About this exercise:
Using the listing below, set down each line from the line containing "fn main() ->" through the line containing "the output adapter.", both ends included, exactly and with nothing added.

..............................

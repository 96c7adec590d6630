//! Command-line entry point of the dx/dy analysis
//!
//! Takes the three enumerated run names (kinematics setting, target
//! material, reconstruction pass), validates them, and runs one full pass
//! over the matching event table. By default the derived fields are written
//! back to the store; `--histograms` switches to histogram accumulation.

use anyhow::{bail, Context};

use qe_dxdy::{output, pipeline};

use std::{env, path::Path, time::Instant};

/// We'll use anyhow's type-erased result type at the application level
type Result<T> = anyhow::Result<T>;

fn main() -> Result<()> {
    let args: Vec<String> = env::args().skip(1).collect();
    let (kinematics, target, pass, mode) = match args.as_slice() {
        [kinematics, target, pass] => {
            (kinematics, target, pass, pipeline::OutputMode::AppendToStore)
        }
        [kinematics, target, pass, flag] if flag == "--histograms" => {
            (kinematics, target, pass, pipeline::OutputMode::Histograms)
        }
        _ => bail!("usage: qe-dxdy <kin2|kin3|kin4a|kin4b> <He3|H> <pass1|pass2> [--histograms]"),
    };

    // NOTE: The clock starts after argument handling, to keep I/O-induced
    //       fluctuations out of the per-event timing
    let saved_time = Instant::now();

    let accumulator = pipeline::run(kinematics, target, pass, mode, Path::new("."))
        .context("Analysis pass failed")?;

    output::print_summary(&accumulator, saved_time.elapsed());
    Ok(())
}
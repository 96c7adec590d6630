//! End-to-end analysis pass
//!
//! Validates the three run names, resolves the run constants, reads the
//! event table, drives the per-event computation through the scheduler, and
//! hands the results to the output adapter.

use crate::{
    config::{ExperimentConfig, Kinematics, Pass, Target},
    error::AnalysisError,
    geometry::DetectorGeometry,
    observables, output,
    resacc::RunAccumulator,
    scheduling,
    store::{self, ColumnarTable},
};

use std::{ops::Range, path::Path};

/// Where the derived values go
#[derive(Debug, Clone, Copy, PartialEq, Eq)]
pub enum OutputMode {
    /// Append x_exp/y_exp/dx/dy columns to the event table and rewrite the
    /// store; a degenerate event aborts the pass with the store untouched
    AppendToStore,

    /// Accumulate histograms and write them next to the input; degenerate
    /// events are skipped and counted
    Histograms,
}

/// Run one analysis pass
///
/// All three names are validated before any data access, so an invalid name
/// aborts with no side effects.
pub fn run(
    kinematics: &str,
    target: &str,
    pass: &str,
    mode: OutputMode,
    base_dir: &Path,
) -> Result<RunAccumulator, AnalysisError> {
    let kinematics = kinematics.parse::<Kinematics>()?;
    let target = target.parse::<Target>()?;
    let pass = pass.parse::<Pass>()?;
    let cfg = ExperimentConfig::for_kinematics(kinematics);
    cfg.print();
    run_with_config(&cfg, target, pass, mode, base_dir)
}

/// Run one analysis pass with an explicit configuration
///
/// Exposed separately so callers can override the direction source or the
/// cut thresholds without going through the name lookup.
pub fn run_with_config(
    cfg: &ExperimentConfig,
    target: Target,
    pass: Pass,
    mode: OutputMode,
    base_dir: &Path,
) -> Result<RunAccumulator, AnalysisError> {
    let geometry = DetectorGeometry::new(cfg.hcal_distance, cfg.hcal_angle);

    let path = cfg.input_path(base_dir, target, pass);
    let mut table = ColumnarTable::open(&path, store::EVENT_TABLE)?;
    let events = table.read_events()?;

    // Per-range kernel: a pure fold over one contiguous slice of events
    let process_range = |range: Range<usize>| -> Result<RunAccumulator, AnalysisError> {
        let mut accumulator = match mode {
            OutputMode::AppendToStore => RunAccumulator::for_append(),
            OutputMode::Histograms => RunAccumulator::for_histograms(),
        };
        for (offset, event) in events[range.clone()].iter().enumerate() {
            let outcome = observables::compute(event, cfg, &geometry).map(|obs| {
                let verdict = cfg.cuts.evaluate(event, &obs);
                (obs, verdict)
            });
            accumulator.record(range.start + offset, outcome)?;
        }
        Ok(accumulator)
    };
    let accumulator = scheduling::process_events(events.len(), process_range)?;

    match mode {
        OutputMode::AppendToStore => {
            output::append_derived_fields(&mut table, &accumulator, &path)?;
        }
        OutputMode::Histograms => {
            output::dump_histograms(&accumulator.histograms, &path.with_extension("hist"))?;
        }
    }
    Ok(accumulator)
}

..............................

Result of the task:
fn main() -> Result<()> {
    let args: Vec<String> = env::args().skip(1).collect();
    let (kinematics, target, pass, mode) = match args.as_slice() {
        [kinematics, target, pass] => {
            (kinematics, target, pass, pipeline::OutputMode::AppendToStore)
        }
        [kinematics, target, pass, flag] if flag == "--histograms" => {
            (kinematics, target, pass, pipeline::OutputMode::Histograms)
        }
        _ => bail!("usage: qe-dxdy <kin2|kin3|kin4a|kin4b> <He3|H> <pass1|pass2> [--histograms]"),
    };

    // NOTE: The clock starts after argument handling, to keep I/O-induced
    //       fluctuations out of the per-event timing
    let saved_time = Instant::now();

    let accumulator = pipeline::run(kinematics, target, pass, mode, Path::new("."))
        .context("Analysis pass failed")?;

    output::print_summary(&accumulator, saved_time.elapsed());
    Ok(())
}
repository 96c7adec590d6630
//! End-to-end analysis pass
//!
//! Validates the three run names, resolves the run constants, reads the
//! event table, drives the per-event computation through the scheduler, and
//! hands the results to the output adapter.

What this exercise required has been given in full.